How to complete this task —
How many lines of the data contain the word "info"? Give only that number.

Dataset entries
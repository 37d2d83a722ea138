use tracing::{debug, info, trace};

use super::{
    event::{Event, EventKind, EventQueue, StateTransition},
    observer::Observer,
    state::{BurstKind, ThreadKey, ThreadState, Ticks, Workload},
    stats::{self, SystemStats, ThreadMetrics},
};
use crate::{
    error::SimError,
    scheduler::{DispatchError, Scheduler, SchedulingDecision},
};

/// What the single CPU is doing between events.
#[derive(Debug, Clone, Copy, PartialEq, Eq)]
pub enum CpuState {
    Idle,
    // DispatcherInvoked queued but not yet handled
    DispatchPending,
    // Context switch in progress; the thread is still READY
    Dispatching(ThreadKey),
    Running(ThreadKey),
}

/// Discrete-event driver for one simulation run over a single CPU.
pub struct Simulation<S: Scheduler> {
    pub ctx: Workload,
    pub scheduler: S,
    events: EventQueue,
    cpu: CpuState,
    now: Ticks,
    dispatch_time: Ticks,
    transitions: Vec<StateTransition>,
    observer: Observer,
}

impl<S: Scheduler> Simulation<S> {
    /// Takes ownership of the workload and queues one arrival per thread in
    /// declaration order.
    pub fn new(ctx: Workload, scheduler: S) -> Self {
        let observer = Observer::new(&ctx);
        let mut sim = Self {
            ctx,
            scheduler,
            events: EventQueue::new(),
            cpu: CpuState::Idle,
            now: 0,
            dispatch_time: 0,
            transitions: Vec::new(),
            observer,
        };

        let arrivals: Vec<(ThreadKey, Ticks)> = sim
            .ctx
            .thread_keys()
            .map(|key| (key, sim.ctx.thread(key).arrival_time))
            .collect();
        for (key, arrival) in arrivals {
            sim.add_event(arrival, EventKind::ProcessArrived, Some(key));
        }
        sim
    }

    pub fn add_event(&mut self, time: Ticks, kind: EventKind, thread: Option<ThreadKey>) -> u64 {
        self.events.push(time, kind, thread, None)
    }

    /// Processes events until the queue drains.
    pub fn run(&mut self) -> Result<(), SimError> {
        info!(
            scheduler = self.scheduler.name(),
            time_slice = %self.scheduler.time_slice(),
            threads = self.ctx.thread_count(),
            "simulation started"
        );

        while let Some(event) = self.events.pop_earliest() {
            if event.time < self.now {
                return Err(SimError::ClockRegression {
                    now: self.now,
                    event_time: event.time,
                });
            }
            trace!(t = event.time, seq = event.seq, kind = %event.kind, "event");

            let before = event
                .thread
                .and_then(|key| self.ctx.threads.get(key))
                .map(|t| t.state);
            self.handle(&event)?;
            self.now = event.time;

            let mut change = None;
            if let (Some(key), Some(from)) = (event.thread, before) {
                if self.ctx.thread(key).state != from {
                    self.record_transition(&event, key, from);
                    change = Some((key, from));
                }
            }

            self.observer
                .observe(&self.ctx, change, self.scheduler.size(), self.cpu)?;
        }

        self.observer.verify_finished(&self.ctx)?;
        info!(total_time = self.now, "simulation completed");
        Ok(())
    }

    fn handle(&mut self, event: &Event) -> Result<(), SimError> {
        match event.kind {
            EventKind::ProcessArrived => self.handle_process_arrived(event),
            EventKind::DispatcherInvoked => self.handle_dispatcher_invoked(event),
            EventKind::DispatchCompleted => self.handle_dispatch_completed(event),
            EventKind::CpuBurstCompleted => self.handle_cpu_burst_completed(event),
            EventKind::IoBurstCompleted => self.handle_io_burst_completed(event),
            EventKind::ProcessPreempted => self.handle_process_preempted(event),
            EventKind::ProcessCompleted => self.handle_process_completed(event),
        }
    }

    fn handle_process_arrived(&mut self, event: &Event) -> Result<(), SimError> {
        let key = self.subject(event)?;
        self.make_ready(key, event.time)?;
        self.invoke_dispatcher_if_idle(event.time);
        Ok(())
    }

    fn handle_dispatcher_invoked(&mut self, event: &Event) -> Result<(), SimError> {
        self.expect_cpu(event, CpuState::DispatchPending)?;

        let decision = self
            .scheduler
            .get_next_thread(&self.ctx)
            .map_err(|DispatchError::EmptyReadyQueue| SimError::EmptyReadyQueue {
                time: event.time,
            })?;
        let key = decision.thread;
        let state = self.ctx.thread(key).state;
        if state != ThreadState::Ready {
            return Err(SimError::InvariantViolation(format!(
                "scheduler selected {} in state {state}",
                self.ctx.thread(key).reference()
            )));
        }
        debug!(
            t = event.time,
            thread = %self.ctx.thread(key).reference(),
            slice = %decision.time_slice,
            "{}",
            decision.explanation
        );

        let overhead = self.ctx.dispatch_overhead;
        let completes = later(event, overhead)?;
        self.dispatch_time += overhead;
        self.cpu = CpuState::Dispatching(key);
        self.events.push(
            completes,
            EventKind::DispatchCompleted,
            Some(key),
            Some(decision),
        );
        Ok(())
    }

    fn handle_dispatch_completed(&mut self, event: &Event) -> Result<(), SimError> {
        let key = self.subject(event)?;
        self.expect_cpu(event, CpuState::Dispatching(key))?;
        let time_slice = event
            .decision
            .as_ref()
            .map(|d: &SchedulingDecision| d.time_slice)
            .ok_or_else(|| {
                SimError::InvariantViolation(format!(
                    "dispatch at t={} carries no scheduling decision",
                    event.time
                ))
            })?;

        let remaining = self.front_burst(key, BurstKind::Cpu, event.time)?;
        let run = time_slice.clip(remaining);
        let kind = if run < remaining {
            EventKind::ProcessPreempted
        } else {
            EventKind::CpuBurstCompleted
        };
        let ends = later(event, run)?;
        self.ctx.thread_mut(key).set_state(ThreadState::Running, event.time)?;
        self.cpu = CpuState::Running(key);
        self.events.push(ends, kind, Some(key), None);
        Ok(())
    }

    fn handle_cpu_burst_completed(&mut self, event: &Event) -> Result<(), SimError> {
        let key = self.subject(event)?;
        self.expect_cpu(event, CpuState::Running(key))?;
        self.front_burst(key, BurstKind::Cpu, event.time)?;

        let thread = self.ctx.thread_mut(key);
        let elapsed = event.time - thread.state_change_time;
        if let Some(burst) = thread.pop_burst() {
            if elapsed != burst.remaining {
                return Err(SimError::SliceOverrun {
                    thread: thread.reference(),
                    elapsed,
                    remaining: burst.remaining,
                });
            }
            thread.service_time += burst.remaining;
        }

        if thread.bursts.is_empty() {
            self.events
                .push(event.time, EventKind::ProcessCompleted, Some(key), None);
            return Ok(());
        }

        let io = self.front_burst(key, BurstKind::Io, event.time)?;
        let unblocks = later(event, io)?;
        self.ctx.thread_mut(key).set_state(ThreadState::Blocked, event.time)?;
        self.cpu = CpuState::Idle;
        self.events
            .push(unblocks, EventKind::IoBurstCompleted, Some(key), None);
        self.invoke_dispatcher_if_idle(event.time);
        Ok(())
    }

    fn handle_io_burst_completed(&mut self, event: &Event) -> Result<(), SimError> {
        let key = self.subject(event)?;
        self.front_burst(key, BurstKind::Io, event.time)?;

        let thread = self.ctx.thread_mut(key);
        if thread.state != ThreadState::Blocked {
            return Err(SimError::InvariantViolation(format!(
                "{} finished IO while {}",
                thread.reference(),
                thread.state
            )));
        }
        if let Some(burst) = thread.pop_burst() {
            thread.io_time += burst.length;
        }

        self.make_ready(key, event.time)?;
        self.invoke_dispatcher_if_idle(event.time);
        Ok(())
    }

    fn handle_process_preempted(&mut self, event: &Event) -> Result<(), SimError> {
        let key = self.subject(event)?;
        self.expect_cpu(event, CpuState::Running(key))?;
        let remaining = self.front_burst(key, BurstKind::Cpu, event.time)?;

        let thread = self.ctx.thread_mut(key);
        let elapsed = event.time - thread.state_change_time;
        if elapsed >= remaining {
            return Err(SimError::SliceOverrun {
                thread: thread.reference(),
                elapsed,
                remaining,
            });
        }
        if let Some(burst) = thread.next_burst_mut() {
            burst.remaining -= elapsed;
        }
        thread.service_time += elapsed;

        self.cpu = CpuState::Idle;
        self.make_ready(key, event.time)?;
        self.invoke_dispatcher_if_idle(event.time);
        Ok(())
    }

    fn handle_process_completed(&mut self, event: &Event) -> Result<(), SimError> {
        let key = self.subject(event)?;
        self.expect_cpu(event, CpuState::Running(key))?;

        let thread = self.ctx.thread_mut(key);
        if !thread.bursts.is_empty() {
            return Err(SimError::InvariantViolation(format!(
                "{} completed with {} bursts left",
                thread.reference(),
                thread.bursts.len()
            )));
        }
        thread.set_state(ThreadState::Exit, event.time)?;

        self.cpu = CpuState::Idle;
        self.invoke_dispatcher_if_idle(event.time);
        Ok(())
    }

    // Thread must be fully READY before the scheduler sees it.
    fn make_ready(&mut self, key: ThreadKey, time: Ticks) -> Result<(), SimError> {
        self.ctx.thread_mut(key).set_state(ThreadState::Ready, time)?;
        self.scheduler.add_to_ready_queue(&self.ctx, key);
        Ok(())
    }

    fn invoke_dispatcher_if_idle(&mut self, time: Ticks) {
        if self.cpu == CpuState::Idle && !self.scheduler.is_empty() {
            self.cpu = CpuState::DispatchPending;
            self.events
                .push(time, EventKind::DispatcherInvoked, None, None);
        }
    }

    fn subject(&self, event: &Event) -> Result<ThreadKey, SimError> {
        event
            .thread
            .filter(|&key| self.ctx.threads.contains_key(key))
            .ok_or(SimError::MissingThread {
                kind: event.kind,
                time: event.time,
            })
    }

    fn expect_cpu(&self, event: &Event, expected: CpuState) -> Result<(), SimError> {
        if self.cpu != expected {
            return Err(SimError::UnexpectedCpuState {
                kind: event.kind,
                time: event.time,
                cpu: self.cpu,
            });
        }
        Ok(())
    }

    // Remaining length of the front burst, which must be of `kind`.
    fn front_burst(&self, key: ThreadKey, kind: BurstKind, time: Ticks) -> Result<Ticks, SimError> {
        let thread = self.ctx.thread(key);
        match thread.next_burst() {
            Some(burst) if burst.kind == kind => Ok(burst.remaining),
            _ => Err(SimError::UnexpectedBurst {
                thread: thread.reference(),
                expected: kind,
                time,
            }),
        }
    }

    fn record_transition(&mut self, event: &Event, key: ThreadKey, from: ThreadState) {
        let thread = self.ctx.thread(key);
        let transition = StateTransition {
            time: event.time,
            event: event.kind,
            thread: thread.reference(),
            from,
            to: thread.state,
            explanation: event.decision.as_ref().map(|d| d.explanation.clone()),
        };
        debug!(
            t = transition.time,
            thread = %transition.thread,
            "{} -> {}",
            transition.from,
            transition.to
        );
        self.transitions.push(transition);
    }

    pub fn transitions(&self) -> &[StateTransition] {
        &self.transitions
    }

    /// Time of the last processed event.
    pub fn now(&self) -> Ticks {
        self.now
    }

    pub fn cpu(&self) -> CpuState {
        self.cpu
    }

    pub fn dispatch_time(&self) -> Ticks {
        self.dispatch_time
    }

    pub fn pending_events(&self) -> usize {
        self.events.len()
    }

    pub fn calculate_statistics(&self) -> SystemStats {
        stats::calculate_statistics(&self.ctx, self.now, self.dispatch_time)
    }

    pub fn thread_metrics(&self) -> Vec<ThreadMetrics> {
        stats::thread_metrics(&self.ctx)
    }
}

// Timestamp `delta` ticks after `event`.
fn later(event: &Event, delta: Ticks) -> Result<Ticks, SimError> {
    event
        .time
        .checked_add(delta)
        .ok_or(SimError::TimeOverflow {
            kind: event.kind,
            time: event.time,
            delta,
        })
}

Exercise response —
3